• Exercise brief:
Whenever a line in the records below contains "ControlDataset", pick it out.

---*---

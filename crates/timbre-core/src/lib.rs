//! # Timbre Core
//!
//! Framework-free plumbing for training a harmonic-plus-noise synthesizer:
//!
//! - **Configuration**: [`RunConfig`] with model, training and data sections (TOML)
//! - **Spectral scales**: [`Scale`] window/overlap pairs for multiscale analysis
//! - **Schedule**: [`LearningRateSchedule`], a pure function of the step
//! - **Loudness**: [`LoudnessStats`] computed once per corpus
//! - **Dataset**: [`ControlDataset`] collaborator trait and [`Batches`]
//! - **Run state**: [`TrainingState`] and [`RunMode`]

mod error;
pub use error::{Error, Result};

pub mod config;
pub mod dataset;
pub mod loudness;
pub mod mode;
pub mod scale;
pub mod schedule;
pub mod state;

pub use config::{ConditioningMode, DataConfig, ModelConfig, RunConfig, TrainConfig};
pub use dataset::{Batches, ControlBatch, ControlDataset, ControlExample, MemoryDataset};
pub use loudness::LoudnessStats;
pub use mode::RunMode;
pub use scale::Scale;
pub use schedule::LearningRateSchedule;
pub use state::{RunningMean, TrainingState};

---*---

• Exercise solution:
//! - **Dataset**: [`ControlDataset`] collaborator trait and [`Batches`]
pub use dataset::{Batches, ControlBatch, ControlDataset, ControlExample, MemoryDataset};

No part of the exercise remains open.